In Figs. 7 and 8: we used \(y=1.5, \,\sigma =1,\,\lambda =1.4,\,P=1.7,\,\kappa =1.2,\) for 3D and contour plotes while in 2D the value of \(t=1.\) The range of \(-5\le x \le 5\) and \(-1\le t \le 1\).

In Figs. 9 and 10: we used \(y=0.5, \,\sigma =0.5,\,\lambda =0.4,\,P=0.5,\,\kappa =1.2,\) for 3D and contour plotes while in 2D the value of \(t=1.\) The range of \(-5\le x \le 5\) and \(-1\le t \le 1\).

This research emphasis on the numerous ways in which stochastic aspects interact with the localized wave outcomes, and reveal significant newly acquired knowledge regarding the manner in which overall system interact to raising level of noise around it.

Conclusion

We have finally clarified the soliton solutions of the Chaffee–Infante (CI) equation in the Wiener process base of stochastic differential equations (SDEs). The Modified Extended Tanh Method has allowed us to get precise soliton solutions, which has motivated us to explore the dynamics governed by this fundamental mathematical model. The CI equation has implications in several scientific and technical fields due to its significance in diffusion processes and wave propagation phenomena.

For the purpose of analyzing nonlinear wave phenomena, the Modified Extended Tanh Method has shown to be an effective analytical tool that provides valuable insights into the behavior of soliton solutions. We obtained different types of singular soliton solutions, including bright solitons, dark solitons, periodic solitons and singular solitons, which provide valuable insights into the behavior of the system.Through numerical simulations in both two and three dimensions, we have demonstrated the three-dimensional and time-dependent features of these solutions. A comprehensive understanding of the origins and propagation of soliton solutions is obtained via the study of these solutions in three dimensions in both space and time.
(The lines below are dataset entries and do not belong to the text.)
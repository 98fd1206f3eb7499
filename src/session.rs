//! Per-session simulation handle.
//!
//! A session owns at most one running engine and one tutorial driver. Request
//! handlers share a session by cloning the handle; distinct sessions never
//! share an engine.

use {
    crate::{
        MemoryEngine,
        ResultsSnapshot,
        SimConfig,
        SimError,
        SimResult,
        StateSnapshot,
        config::DEFAULT_ALLOCATION_SIZE,
        tutorial::{Advance, PerformedOperation, StepView, TutorialDriver, TutorialSummary},
    },
    parking_lot::RwLock,
    serde::{Deserialize, Serialize},
    std::sync::Arc,
    tracing::{debug, info, warn},
};

/// Operation requested by a session client.
///
/// Missing parameters are filled in leniently: allocations default to
/// [`DEFAULT_ALLOCATION_SIZE`] bytes, deallocations target the first
/// allocated frame, accesses target address 0.
#[derive(Debug, Clone, Copy, PartialEq, Eq, Serialize, Deserialize)]
#[serde(tag = "operation", rename_all = "lowercase")]
pub enum OperationRequest {
    /// Allocate `size` bytes.
    Allocate {
        /// Size in bytes.
        #[serde(default)]
        size: Option<usize>,
    },
    /// Release the allocation at `address`.
    Deallocate {
        /// Address of any frame of the allocation.
        #[serde(default)]
        address: Option<usize>,
    },
    /// Access `address`.
    Access {
        /// Address to access.
        #[serde(default)]
        address: Option<usize>,
    },
}

/// What a performed operation yielded.
#[derive(Debug, Clone, Copy, PartialEq, Eq, Serialize)]
#[serde(tag = "kind", rename_all = "lowercase")]
pub enum OperationResult {
    /// Memory was allocated at `address`.
    Allocated {
        /// Base address of the allocation.
        address: usize,
    },
    /// An allocation was released.
    Deallocated,
    /// Memory was accessed.
    Accessed {
        /// Whether the access was a page hit.
        hit: bool,
    },
}

/// Outcome of [`Session::perform`].
#[derive(Debug, Clone, PartialEq, Serialize)]
pub struct OperationOutcome {
    /// The operation as actually performed, after defaults were applied.
    pub performed: PerformedOperation,
    /// What the operation yielded.
    pub result: OperationResult,
    /// Engine state after the operation.
    pub state: StateSnapshot,
}

/// Result of a tutorial navigation request.
#[derive(Debug, Clone, PartialEq, Serialize)]
#[serde(tag = "status", rename_all = "lowercase")]
pub enum TutorialUpdate {
    /// Now at `step`.
    Step {
        /// The step reached.
        step: StepView,
        /// State of the simulation the step started, if it started one.
        #[serde(skip_serializing_if = "Option::is_none")]
        memory_state: Option<StateSnapshot>,
    },
    /// The tutorial was completed.
    Completed {
        /// Completed tutorial id.
        tutorial: &'static str,
        /// Completion message.
        message: String,
    },
}

/// Simulation session handle.
#[derive(Debug, Clone, Default)]
pub struct Session {
    inner: Arc<RwLock<Inner>>,
}

#[derive(Debug, Default)]
struct Inner {
    engine: Option<MemoryEngine>,
    tutorials: TutorialDriver,
}

impl Inner {
    fn engine_mut(&mut self) -> SimResult<&mut MemoryEngine> {
        self.engine.as_mut().ok_or(SimError::NoActiveSimulation)
    }

    fn engine(&self) -> SimResult<&MemoryEngine> {
        self.engine.as_ref().ok_or(SimError::NoActiveSimulation)
    }

    /// Starts the simulation a step asks for and wraps the step.
    fn enter_step(&mut self, step: StepView) -> SimResult<TutorialUpdate> {
        let memory_state = if step.step.config.starts_simulation() {
            let config = step.step.config.resolve();
            let engine = MemoryEngine::new(config)?;
            info!(tutorial = step.tutorial_id, step = step.step_index, ?config, "tutorial started simulation");
            let state = engine.current_state();
            self.engine = Some(engine);
            Some(state)
        } else {
            None
        };

        Ok(TutorialUpdate::Step { step, memory_state })
    }
}

impl Session {
    /// Creates a session with no running simulation.
    pub fn new() -> Self {
        Self::default()
    }

    /// Starts a new simulation, replacing any running one.
    pub fn start_simulation(&self, config: SimConfig) -> SimResult<StateSnapshot> {
        config.validate_bounds()?;
        let engine = MemoryEngine::new(config)?;
        let state = engine.current_state();
        self.inner.write().engine = Some(engine);

        info!(?config, "simulation started");
        Ok(state)
    }

    /// Whether a simulation is running.
    pub fn is_running(&self) -> bool {
        self.inner.read().engine.is_some()
    }

    /// Performs an operation on the running simulation.
    pub fn perform(&self, request: OperationRequest) -> SimResult<OperationOutcome> {
        let mut inner = self.inner.write();
        let engine = inner.engine_mut()?;

        let (performed, result) = match request {
            OperationRequest::Allocate { size } => {
                let size = match size {
                    Some(size) if size > 0 => size,
                    _ => {
                        warn!(
                            size = DEFAULT_ALLOCATION_SIZE,
                            "no usable allocation size, using default"
                        );
                        DEFAULT_ALLOCATION_SIZE
                    }
                };
                let address = engine.allocate(size)?;
                (
                    PerformedOperation::Allocate { size },
                    OperationResult::Allocated { address },
                )
            }
            OperationRequest::Deallocate { address: requested } => {
                let address = match requested {
                    Some(address) => address,
                    None => {
                        let address = engine
                            .first_allocated_address()
                            .ok_or(SimError::NothingAllocated)?;
                        warn!(address, "no deallocation address, using first allocated frame");
                        address
                    }
                };
                engine.deallocate(address)?;
                (
                    PerformedOperation::Deallocate { address: requested },
                    OperationResult::Deallocated,
                )
            }
            OperationRequest::Access { address } => {
                let address = address.unwrap_or_else(|| {
                    warn!("no access address, using 0");
                    0
                });
                let hit = engine.access(address);
                (
                    PerformedOperation::Access { address },
                    OperationResult::Accessed { hit },
                )
            }
        };

        debug!(?performed, ?result, "operation performed");
        Ok(OperationOutcome {
            performed,
            result,
            state: engine.current_state(),
        })
    }

    /// State of the running simulation.
    pub fn state(&self) -> SimResult<StateSnapshot> {
        self.inner.read().engine().map(MemoryEngine::current_state)
    }

    /// Analytics of the running simulation.
    pub fn results(&self) -> SimResult<ResultsSnapshot> {
        self.inner.read().engine().map(MemoryEngine::results)
    }

    /// Discards the running simulation, if any.
    pub fn reset(&self) {
        if self.inner.write().engine.take().is_some() {
            info!("simulation reset");
        }
    }

    /// Available tutorials with their completion status.
    pub fn tutorials(&self) -> Vec<TutorialSummary> {
        self.inner.read().tutorials.list()
    }

    /// Starts a tutorial, along with the simulation its first step asks for.
    pub fn start_tutorial(&self, id: &str) -> SimResult<TutorialUpdate> {
        let mut inner = self.inner.write();
        let step = inner.tutorials.start(id)?;
        inner.enter_step(step)
    }

    /// Advances the active tutorial.
    ///
    /// When `performed` is given, it must satisfy the current step.
    pub fn next_tutorial_step(
        &self,
        performed: Option<&PerformedOperation>,
    ) -> SimResult<TutorialUpdate> {
        let mut inner = self.inner.write();
        if performed.is_some_and(|op| !inner.tutorials.verify_step_completed(op)) {
            return Err(SimError::StepIncomplete);
        }

        match inner.tutorials.next()? {
            Advance::Step(step) => inner.enter_step(step),
            Advance::Completed { tutorial, message } => {
                Ok(TutorialUpdate::Completed { tutorial, message })
            }
        }
    }

    /// Moves the active tutorial back one step.
    pub fn previous_tutorial_step(&self) -> SimResult<TutorialUpdate> {
        let mut inner = self.inner.write();
        let step = inner.tutorials.previous()?;
        inner.enter_step(step)
    }

    /// Current step of the active tutorial.
    pub fn current_tutorial_step(&self) -> SimResult<StepView> {
        self.inner.read().tutorials.current()
    }

    /// Leaves the active tutorial. The simulation keeps running.
    pub fn end_tutorial(&self) {
        self.inner.write().tutorials.end();
    }
}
Our results open the way for future research and applications in the domains of nonlinear dynamics and stochastic processes. A wide range of scientific fields, including biology, engineering, physics, and finance, are covered by the potential ideas. Our study combines practical suggestions with theoretical insights, opening up new avenues for understanding and linking the dynamics of complex systems governed by nonlinear equations.